WORK INSTRUCTIONS>
Only one stretch of the listing below is wanted. Begin at the line that has "use proptest::prelude::*;", stop after the line that has "prop_assert!(d >= 0.0);", and repeat every line in between exactly.

--

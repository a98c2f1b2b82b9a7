//! Location stage: position tracking and proximity fan-out.

use crate::metrics::PipelineMetrics;
use crate::partition::{EventHandler, PartitionedPool};
use nearcast_core::bus::{EventBus, WireEvent, topics};
use nearcast_core::environment::SpatialIndex;
use nearcast_core::error::StageError;
use nearcast_core::events::{LocationEvent, ShopProximityEvent};
use nearcast_core::state::{PositionSample, UserState};
use nearcast_store::Tables;
use std::future::Future;
use std::pin::Pin;
use std::sync::Arc;

/// Mean Earth radius in meters.
const EARTH_RADIUS_M: f64 = 6_371_000.0;

/// Great-circle distance in meters between two positions, by the haversine
/// formula.
#[must_use]
pub fn haversine(lat1: f64, lon1: f64, lat2: f64, lon2: f64) -> f64 {
    let lat1_rad = lat1.to_radians();
    let lat2_rad = lat2.to_radians();
    let delta_lat = (lat2 - lat1).to_radians();
    let delta_lon = (lon2 - lon1).to_radians();

    let a = (delta_lat / 2.0).sin().powi(2)
        + lat1_rad.cos() * lat2_rad.cos() * (delta_lon / 2.0).sin().powi(2);
    let c = 2.0 * a.sqrt().atan2((1.0 - a).sqrt());

    EARTH_RADIUS_M * c
}

/// First stage: consumes raw location events.
///
/// Per event: update the user's state (traveled distance, position ring
/// buffer), then look up shops within the proximity radius and fan out one
/// proximity event per shop - published on the bus for external consumers
/// and dispatched to the notification pool.
///
/// The state update always happens, even when no shops are nearby or the
/// spatial lookup fails; a lookup failure degrades to an empty shop list so
/// the ping is never lost to a flaky index.
pub struct LocationStage {
    tables: Arc<Tables>,
    spatial: Arc<dyn SpatialIndex>,
    bus: Arc<dyn EventBus>,
    next: Arc<PartitionedPool>,
    metrics: Arc<PipelineMetrics>,
    radius_m: f64,
}

impl LocationStage {
    /// Create the stage. `next` is the notification stage's pool.
    #[must_use]
    pub fn new(
        tables: Arc<Tables>,
        spatial: Arc<dyn SpatialIndex>,
        bus: Arc<dyn EventBus>,
        next: Arc<PartitionedPool>,
        metrics: Arc<PipelineMetrics>,
        radius_m: f64,
    ) -> Self {
        Self {
            tables,
            spatial,
            bus,
            next,
            metrics,
            radius_m,
        }
    }

    fn track_position(&self, event: &LocationEvent) -> UserState {
        self.tables.user_states.update(
            event.user_id,
            || UserState::seeded(event.user_id, event.latitude, event.longitude, event.timestamp),
            |state| {
                // For a freshly seeded state the prior position equals the
                // event's own, so the first step contributes zero distance.
                let step = haversine(
                    state.last_latitude,
                    state.last_longitude,
                    event.latitude,
                    event.longitude,
                );
                state.total_distance += step;
                state.last_latitude = event.latitude;
                state.last_longitude = event.longitude;
                state.last_seen = event.timestamp;
                state.push_position(PositionSample {
                    latitude: event.latitude,
                    longitude: event.longitude,
                    timestamp: event.timestamp,
                });
            },
        )
    }
}

impl EventHandler for LocationStage {
    fn stage(&self) -> &'static str {
        "location"
    }

    fn handle(
        &self,
        event: WireEvent,
    ) -> Pin<Box<dyn Future<Output = Result<(), StageError>> + Send + '_>> {
        Box::pin(async move {
            let event: LocationEvent = event
                .decode()
                .map_err(|e| StageError::Malformed(e.to_string()))?;

            tracing::debug!(user_id = event.user_id, "Processing location event");

            self.track_position(&event);

            let shops = match self
                .spatial
                .find_nearby(event.latitude, event.longitude, self.radius_m)
                .await
            {
                Ok(shops) => shops,
                Err(e) => {
                    tracing::warn!(
                        user_id = event.user_id,
                        error = %e,
                        "Spatial lookup failed, continuing with no shops"
                    );
                    self.metrics.record_spatial_fallback();
                    Vec::new()
                },
            };

            for shop in shops {
                let proximity = ShopProximityEvent {
                    user_id: event.user_id,
                    shop_id: shop.shop_id,
                    shop_name: shop.shop_name,
                    shop_category: shop.category,
                    distance: shop.distance,
                    latitude: event.latitude,
                    longitude: event.longitude,
                    timestamp: event.timestamp,
                    user_age: event.age,
                    user_profession: event.profession.clone(),
                    user_interests: event.interests.clone(),
                };

                tracing::info!(
                    user_id = proximity.user_id,
                    shop = %proximity.shop_name,
                    distance_m = proximity.distance,
                    "User near shop"
                );

                let wire =
                    WireEvent::encode("ShopProximityEvent", &proximity, proximity.user_id)
                        .map_err(|e| StageError::Malformed(e.to_string()))?;

                // External consumers read the proximity topic; a publish
                // failure is logged and does not block the in-process path.
                if let Err(e) = self.bus.publish(topics::SHOP_PROXIMITY, &wire).await {
                    tracing::warn!(
                        topic = topics::SHOP_PROXIMITY,
                        error = %e,
                        "Proximity publish failed"
                    );
                }

                self.next.dispatch(wire).await?;
            }

            Ok(())
        })
    }
}

#[cfg(test)]
mod tests {
    #![allow(clippy::unwrap_used, clippy::expect_used, clippy::panic)] // Test code

    use super::*;
    use proptest::prelude::*;

    #[test]
    fn haversine_of_identical_points_is_zero() {
        assert!(haversine(45.4642, 9.19, 45.4642, 9.19).abs() < f64::EPSILON);
    }

    #[test]
    fn haversine_matches_known_distance() {
        // Duomo di Milano to Castello Sforzesco, roughly 1.1 km.
        let d = haversine(45.4642, 9.1900, 45.4705, 9.1794);
        assert!((1000.0..1300.0).contains(&d), "got {d}");
    }

    #[test]
    fn haversine_resolves_small_offsets() {
        // ~50m north of the reference point.
        let d = haversine(45.4642, 9.19, 45.46465, 9.19);
        assert!((40.0..60.0).contains(&d), "got {d}");
    }

    proptest! {
        #[test]
        fn haversine_is_symmetric(
            lat1 in -89.0_f64..89.0,
            lon1 in -179.0_f64..179.0,
            lat2 in -89.0_f64..89.0,
            lon2 in -179.0_f64..179.0,
        ) {
            let forward = haversine(lat1, lon1, lat2, lon2);
            let backward = haversine(lat2, lon2, lat1, lon1);
            prop_assert!((forward - backward).abs() < 1e-6);
        }

        #[test]
        fn haversine_is_non_negative_and_bounded(
            lat1 in -89.0_f64..89.0,
            lon1 in -179.0_f64..179.0,
            lat2 in -89.0_f64..89.0,
            lon2 in -179.0_f64..179.0,
        ) {
            let d = haversine(lat1, lon1, lat2, lon2);
            // Never negative, never more than half the Earth's circumference.
            prop_assert!(d >= 0.0);
            prop_assert!(d <= EARTH_RADIUS_M * std::f64::consts::PI + 1.0);
        }
    }
}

--

TASK SOLUTION>
    use proptest::prelude::*;

    #[test]
    fn haversine_of_identical_points_is_zero() {
        assert!(haversine(45.4642, 9.19, 45.4642, 9.19).abs() < f64::EPSILON);
    }

    #[test]
    fn haversine_matches_known_distance() {
        // Duomo di Milano to Castello Sforzesco, roughly 1.1 km.
        let d = haversine(45.4642, 9.1900, 45.4705, 9.1794);
        assert!((1000.0..1300.0).contains(&d), "got {d}");
    }

    #[test]
    fn haversine_resolves_small_offsets() {
        // ~50m north of the reference point.
        let d = haversine(45.4642, 9.19, 45.46465, 9.19);
        assert!((40.0..60.0).contains(&d), "got {d}");
    }

    proptest! {
        #[test]
        fn haversine_is_symmetric(
            lat1 in -89.0_f64..89.0,
            lon1 in -179.0_f64..179.0,
            lat2 in -89.0_f64..89.0,
            lon2 in -179.0_f64..179.0,
        ) {
            let forward = haversine(lat1, lon1, lat2, lon2);
            let backward = haversine(lat2, lon2, lat1, lon1);
            prop_assert!((forward - backward).abs() < 1e-6);
        }

        #[test]
        fn haversine_is_non_negative_and_bounded(
            lat1 in -89.0_f64..89.0,
            lon1 in -179.0_f64..179.0,
            lat2 in -89.0_f64..89.0,
            lon2 in -179.0_f64..179.0,
        ) {
            let d = haversine(lat1, lon1, lat2, lon2);
            // Never negative, never more than half the Earth's circumference.
            prop_assert!(d >= 0.0);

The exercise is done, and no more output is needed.